My mother thought that it was important to live as far away as possible from the rest of society. What was worse than that was the place she chose to live was in the middle of nowhere on the top of a hill. The nearest neighbor was about six miles away maybe a little less, which at the time scared me. Should there be an emergency, they might not be able to get here in time to help. Maybe my mother knew that and it was partially behind the reason as to why this was where she chose to live. We had tried to get her to move but after refusing practically a million times we gave up. She did not want to leave and there was no convincing her.

Ever since my father died three years ago in a car accident my mother has not been the same. Everything changed about her, her house included. She said that it hurt to live in the old house and I agreed, however leaving the old house was like leaving my father behind in a way. As much as she says it is better to live away from there I think that in the long run living in a place where his memories are strongest seems like it would have been the best option for both of us. Maybe had we stayed my mother would be different.

My mother and father were best friends all through high school. People said that they always knew that they were meant to be together, though they themselves did not realize it until halfway through college. Soul mates is what my grandmother called them often, and still does. They got married shortly after college and began a great life together. Both landed jobs with amazing companies and were on their way to having it all. I did not come until much later in the picture, ten years later to be exact. My mother said that I was her miracle. They had tried for years and then one day eight years after they started trying there I was. My father says it’s because if it had happened sooner it would not have been me, and I was what they really wanted. We were not the perfect family by far, but to me we were as perfect as we could get.

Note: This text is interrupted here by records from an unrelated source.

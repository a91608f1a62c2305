//! Hardware MTU table lookup.

/// Number of entries in the hardware MTU table.
pub const NMTUS: usize = 16;

/// Default MTU table programmed into firmware.
pub const DEFAULT_MTUS: [u16; NMTUS] = [
    88, 256, 512, 576, 808, 1024, 1280, 1488, 1500, 2002, 2048, 4096, 4352, 8192, 9000, 9600,
];

/// Find the MTU table entry closest to `mtu` without exceeding it.
///
/// Returns the value and its index. If `mtu` is smaller than every entry,
/// the smallest tabulated value is selected. `mtus` must be non-empty;
/// device MTU tables always carry [`NMTUS`] entries.
pub fn best_mtu(mtus: &[u16], mtu: u16) -> (u16, usize) {
    let mut i = 0;
    while i < mtus.len() - 1 && mtus[i + 1] <= mtu {
        i += 1;
    }
    (mtus[i], i)
}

Two weeks before my thirteenth birthday my father was on one of his usual business trips. He worked for an advertising agency and he was one of their best. They sent him all over the world and sometimes we got to go with him. This was not one of those times because I was in school and my father did not feel it right to take me out of school unless it was an emergency of some sort. My mother however wishes everyday that she could have died along with him in that very instant that a drunk driver hit the side of his cab. She has never really said those words aloud but I knew them to be true. The day my father died, I think my mother died as well. Slipping into her own personal black hole, fearful of ever going towards the light again.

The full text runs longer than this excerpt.